著者: Laurent Bercot 日付: To: dng 題目: Re: [Dng] [dng] vdev status updates
On 05/05/2015 23:03, marcxdv@??? wrote: > Hello
> No, sorry. Doing chown root:admin && chmod 2750 does not give anybody
> in the admin group (the ones who should be allowed to run it) any
> extra rights - they are already running with admin group privileges
Ah, yes, my mistake. The pattern I was thinking of was 4750 on a
thisuser:mygroup binary, to give members of mygroup the access to a
program running with thisuser rights. It works with setuid, but not
setgid, of course.
If you have a collection of binaries that may be setgid and you
want to restrict their rights to group admin, then yes, putting them
all in a directory that can only be accessed by group admin is the
right thing.
However, is /sbin even used that way ? I've never seen that, not in
15 years. But I've never been very curious of the practices of
distributions.
> the thing is that everybody uses a classical unix
> system in a slightly different way - a feature that is considered
> antiquated by some is essential to others, so these structures should
> change slowly and in a backward compatible manner.

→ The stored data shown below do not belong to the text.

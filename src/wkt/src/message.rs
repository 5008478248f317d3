// Copyright 2025 Google LLC
//
// Licensed under the Apache License, Version 2.0 (the "License");
// you may not use this file except in compliance with the License.
// You may obtain a copy of the License at
//
//     https://www.apache.org/licenses/LICENSE-2.0
//
// Unless required by applicable law or agreed to in writing, software
// distributed under the License is distributed on an "AS IS" BASIS,
// WITHOUT WARRANTIES OR CONDITIONS OF ANY KIND, either express or implied.
// See the License for the specific language governing permissions and
// limitations under the License.

//! Define traits required of all messages.

/// A trait that must be implemented by all messages.
///
/// Messages sent to and received from the service may be wrapped in
/// [Any][crate::any::Any]. `Any` uses a `@type` field to encode the type
/// name and then validates extraction and insertion against this type.
///
/// # Example
/// ```
/// # use vision_wkt::message::Message;
/// #[derive(serde::Serialize, serde::Deserialize)]
/// struct Progress { percent: u32 }
///
/// impl Message for Progress {
///     fn typename() -> &'static str {
///         "type.googleapis.com/my.service.v1.Progress"
///     }
/// }
/// assert!(Progress::typename().ends_with(".Progress"));
/// ```
pub trait Message: serde::ser::Serialize + serde::de::DeserializeOwned {
    /// The type URL of this message, e.g.
    /// `type.googleapis.com/google.protobuf.Empty`.
    fn typename() -> &'static str;
}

Oh, I absolutely agree. Again, I have no intention of fighting against
the existence of /sbin; it's just that if we were to design a directory
structure from scratch today, not much would speak for the creation of
something like /sbin. But legacy is enough of a reason to keep it - it's
not like it's hurting much. :)
> In this regard systemd
> is so irritating since it demolishes so much established code
> to be replaced with something which I think is likely to spald
> and leak in a few years time :)
I don't hate systemd because it goes against conventions. (I like to
challenge conventions, and break them if they don't provide me with
the functionality I need. I try to do it smartly and in a non-obnoxious
way, though.)
I hate systemd because it's a horribly engineered product being forced
down people's throats via propaganda and commercial power. It makes the
open source world look just as hopeless and clueless when it comes to
evaluating software quality as businesses, and that's infuriating.